Grant number: 17/01728-9
Support Opportunities:Scholarships abroad - Research
Effective date (Start): October 10, 2017
Effective date (End): July 01, 2018
Field of knowledge:Linguistics, Literature and Arts - Literature - Other Vernacular Literatures
Principal Investigator:Adma Fadul Muhana
Grantee:Adma Fadul Muhana
Host Investigator: Rosa Maria de Figueredo Perez
Host Institution: Faculdade de Filosofia, Letras e Ciências Humanas (FFLCH). Universidade de São Paulo (USP). São Paulo , SP, Brazil
Research place: Instituto Universitário de Lisboa (ISCTE-IUL), Portugal  
Associated research grant:14/15657-8 - Thinking Goa - a singular archive in Portuguese, AP.TEM

Abstract

The studies concerning written culture of the sixteenth century onwards have downgraded the manuscripts to a less important place in relation to the printed books, based on two main assumptions: (1) that the manuscript was not circulating, or in small size, with little effect upon its contemporary readers, and (2) that the lack of printing attested a lesser editorial interest in the manuscript at the time of its production.
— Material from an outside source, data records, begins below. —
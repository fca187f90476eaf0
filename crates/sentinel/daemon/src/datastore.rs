//! REST data store transport for the database probe

use std::time::Duration;

use async_trait::async_trait;
use sentinel_health::probes::DataStore;
use sentinel_health::{HealthError, HealthResult};

use crate::config::DataStoreConfig;

/// Data store reached over a PostgREST-style HTTP interface
pub struct RestDataStore {
    client: reqwest::Client,
    read_url: String,
    api_key: Option<String>,
}

impl RestDataStore {
    /// Create a transport from configuration
    pub fn new(config: &DataStoreConfig) -> Result<Self, reqwest::Error> {
        let client = reqwest::Client::builder()
            .timeout(Duration::from_millis(config.timeout_ms))
            .build()?;
        Ok(Self {
            client,
            read_url: read_url(&config.url, &config.table),
            api_key: config.api_key.clone(),
        })
    }

    fn error(&self, reason: impl Into<String>) -> HealthError {
        HealthError::DataStore {
            store: self.name().to_string(),
            reason: reason.into(),
        }
    }
}

fn read_url(base: &str, table: &str) -> String {
    format!("{}/{}?select=id&limit=1", base.trim_end_matches('/'), table)
}

#[async_trait]
impl DataStore for RestDataStore {
    fn name(&self) -> &str {
        "rest"
    }

    async fn minimal_read(&self) -> HealthResult<()> {
        let mut request = self.client.get(&self.read_url);
        if let Some(key) = &self.api_key {
            request = request.header("apikey", key).bearer_auth(key);
        }

        let response = request.send().await.map_err(|e| self.error(e.to_string()))?;
        let status = response.status();
        if !status.is_success() {
            return Err(self.error(format!("HTTP {}", status)));
        }
        Ok(())
    }
}
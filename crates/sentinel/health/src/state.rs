//! Process-wide service state.
//!
//! Holds the activation flags, the last captured error, the set of in-flight
//! operation names used for mutual exclusion, and the rate-limit counters of
//! the health check gate. One instance is owned by the composition root and
//! shared by reference.

use std::sync::atomic::{AtomicBool, AtomicU64, Ordering};
use std::sync::{Arc, Mutex, MutexGuard, PoisonError};
use std::time::Duration;

use dashmap::mapref::entry::Entry;
use dashmap::DashMap;
use serde::{Deserialize, Serialize};
use tokio::time::Instant;
use tracing::{debug, info};

use crate::config::CheckConfig;
use crate::resilience::{CircuitBreakerRegistry, CircuitBreakerStats};

#[derive(Debug)]
struct CheckCounters {
    count: u32,
    last_check: Option<Instant>,
}

/// Decision of the health check gate.
#[derive(Debug, Clone, Copy, PartialEq, Eq)]
pub enum CheckAdmission {
    /// The cycle may run; `sequence` is its 1-based number since the last reset.
    Admitted { sequence: u32 },
    /// The service is deactivated.
    Inactive,
    /// The check limit has been reached.
    Limited,
    /// The previous cycle ran too recently.
    CoolingDown { remaining: Duration },
}

/// Shared service state.
pub struct ServiceStateManager {
    is_active: AtomicBool,
    is_initialized: AtomicBool,
    last_error: Mutex<Option<String>>,
    active_operations: DashMap<String, u64>,
    next_claim: AtomicU64,
    counters: Mutex<CheckCounters>,
    checks: CheckConfig,
    registry: Arc<CircuitBreakerRegistry>,
}

impl ServiceStateManager {
    /// Create an active, not yet initialized service state.
    pub fn new(checks: CheckConfig, registry: Arc<CircuitBreakerRegistry>) -> Self {
        Self {
            is_active: AtomicBool::new(true),
            is_initialized: AtomicBool::new(false),
            last_error: Mutex::new(None),
            active_operations: DashMap::new(),
            next_claim: AtomicU64::new(1),
            counters: Mutex::new(CheckCounters {
                count: 0,
                last_check: None,
            }),
            checks,
            registry,
        }
    }

    /// Enable health checks.
    pub fn activate(&self) {
        self.is_active.store(true, Ordering::SeqCst);
        self.is_initialized.store(true, Ordering::SeqCst);
        info!("Resilience service activated");
    }

    /// Disable health checks and release all in-flight bookkeeping.
    pub fn deactivate(&self) {
        let mut counters = self.counters();
        self.is_active.store(false, Ordering::SeqCst);
        counters.count = 0;
        self.active_operations.clear();
        info!("Resilience service deactivated");
    }

    /// Operator override: clear the check limit and cooldown.
    pub fn reset_health_check_limit(&self) {
        let mut counters = self.counters();
        counters.count = 0;
        counters.last_check = None;
        info!("Health check limit reset");
    }

    /// Whether health checks run at all.
    pub fn is_active(&self) -> bool {
        self.is_active.load(Ordering::SeqCst)
    }

    /// Whether the service has been activated at least once.
    pub fn is_initialized(&self) -> bool {
        self.is_initialized.load(Ordering::SeqCst)
    }

    /// Number of executed cycles since the last reset.
    pub fn health_check_count(&self) -> u32 {
        self.counters().count
    }

    /// Evaluate the check gate and, if admitted, record the new cycle.
    ///
    /// Gate evaluation and counter update happen under one lock, so two
    /// concurrent callers can never both be admitted inside a cooldown.
    pub fn try_admit_check(&self) -> CheckAdmission {
        let mut counters = self.counters();

        if !self.is_active() {
            return CheckAdmission::Inactive;
        }
        if counters.count >= self.checks.max_checks {
            return CheckAdmission::Limited;
        }

        let now = Instant::now();
        if let Some(last) = counters.last_check {
            let elapsed = now.saturating_duration_since(last);
            if elapsed < self.checks.cooldown {
                return CheckAdmission::CoolingDown {
                    remaining: self.checks.cooldown - elapsed,
                };
            }
        }

        counters.count += 1;
        counters.last_check = Some(now);
        CheckAdmission::Admitted {
            sequence: counters.count,
        }
    }

    /// Overwrite the last captured error.
    pub fn record_error(&self, message: impl Into<String>) {
        *self.last_error.lock().unwrap_or_else(PoisonError::into_inner) = Some(message.into());
    }

    /// Last captured error message.
    pub fn last_error(&self) -> Option<String> {
        self.last_error
            .lock()
            .unwrap_or_else(PoisonError::into_inner)
            .clone()
    }

    /// Atomically claim an operation name.
    ///
    /// Returns `None` when the operation is already in flight. The name is
    /// released when the returned guard drops, on every exit path. A guard
    /// only releases its own claim, so a guard outliving `deactivate()` never
    /// frees a newer claim of the same name.
    pub fn try_begin(&self, operation: &str) -> Option<OperationGuard<'_>> {
        match self.active_operations.entry(operation.to_string()) {
            Entry::Occupied(_) => None,
            Entry::Vacant(slot) => {
                let claim = self.next_claim.fetch_add(1, Ordering::Relaxed);
                slot.insert(claim);
                debug!(operation = %operation, claim, "Operation started");
                Some(OperationGuard {
                    state: self,
                    operation: operation.to_string(),
                    claim,
                })
            }
        }
    }

    /// Whether an operation is in flight.
    pub fn is_operation_active(&self, operation: &str) -> bool {
        self.active_operations.contains_key(operation)
    }

    /// Read-only diagnostics snapshot.
    pub fn status(&self) -> ServiceStatus {
        let (count, last_check) = {
            let counters = self.counters();
            (counters.count, counters.last_check)
        };
        let mut active_operations: Vec<String> =
            self.active_operations.iter().map(|op| op.key().clone()).collect();
        active_operations.sort();

        ServiceStatus {
            is_active: self.is_active(),
            is_initialized: self.is_initialized(),
            health_check_count: count,
            max_health_checks: self.checks.max_checks,
            cooldown_ms: self.checks.cooldown.as_millis() as u64,
            ms_since_last_check: last_check.map(|t| t.elapsed().as_millis() as u64),
            active_operations,
            last_error: self.last_error(),
            circuit_breakers: self.registry.names(),
            breaker_stats: self.registry.stats(),
        }
    }

    fn counters(&self) -> MutexGuard<'_, CheckCounters> {
        self.counters.lock().unwrap_or_else(PoisonError::into_inner)
    }
}

/// Releases an operation name when dropped.
#[must_use = "the operation is released as soon as the guard is dropped"]
pub struct OperationGuard<'a> {
    state: &'a ServiceStateManager,
    operation: String,
    claim: u64,
}

impl OperationGuard<'_> {
    /// Claimed operation name.
    pub fn operation(&self) -> &str {
        &self.operation
    }
}

impl Drop for OperationGuard<'_> {
    fn drop(&mut self) {
        let released = self
            .state
            .active_operations
            .remove_if(&self.operation, |_, claim| *claim == self.claim)
            .is_some();
        debug!(operation = %self.operation, released, "Operation released");
    }
}

/// Diagnostics snapshot of the service state.
#[derive(Debug, Clone, Serialize, Deserialize)]
pub struct ServiceStatus {
    /// Whether health checks run.
    pub is_active: bool,
    /// Whether the service has ever been activated.
    pub is_initialized: bool,
    /// Executed cycles since the last reset.
    pub health_check_count: u32,
    /// Configured check limit.
    pub max_health_checks: u32,
    /// Configured minimum spacing between cycles.
    pub cooldown_ms: u64,
    /// Time since the last admitted cycle, if any.
    pub ms_since_last_check: Option<u64>,
    /// In-flight operation names, sorted.
    pub active_operations: Vec<String>,
    /// Last captured error message.
    pub last_error: Option<String>,
    /// Registered breaker names, sorted.
    pub circuit_breakers: Vec<String>,
    /// Per-breaker diagnostics.
    pub breaker_stats: Vec<CircuitBreakerStats>,
}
Today we know that both presuppositions are in most cases not confirmed, if we take into account the different purposes of writing between the sixteenth and eighteenth centuries. Many manuscripts, from the most diverse genres (poetic, political, polemical), circulated intensely without ever being printed, either by express wish of their authors or by the possibility of being kept apart from religious or political censorship. Based on rigid rhetorical principles, all writing presupposed the presence of a reader who, in the press, faded, while in the manuscript remained visible. It was the case with so much poetry and theater, philosophical writings and texts of doctrinal controversy, among others, whose destination is an essential factor of the sense of discourse. Our postdoctoral project dwells on the manuscripts of Fr. Inacio de Santa Teresa, Archbishop of Goa between 1721 and 1740. His papers denouncing the missionary procedures of the Jesuits in India, sent to be read in Lisbon, anchored in Bahia and there they were discussed and challenged, evidencing a wide literary circulation handwritten among Portuguese domains. Our study aims to measure this circulation, in particular with regard to the headquarters of the State of India, Goa, and the State of Brazil, between the sixteenth and eighteenth centuries, focusing in this case on the writings of religious controversy concerning fr. Inácio de Santa Teresa. (AU)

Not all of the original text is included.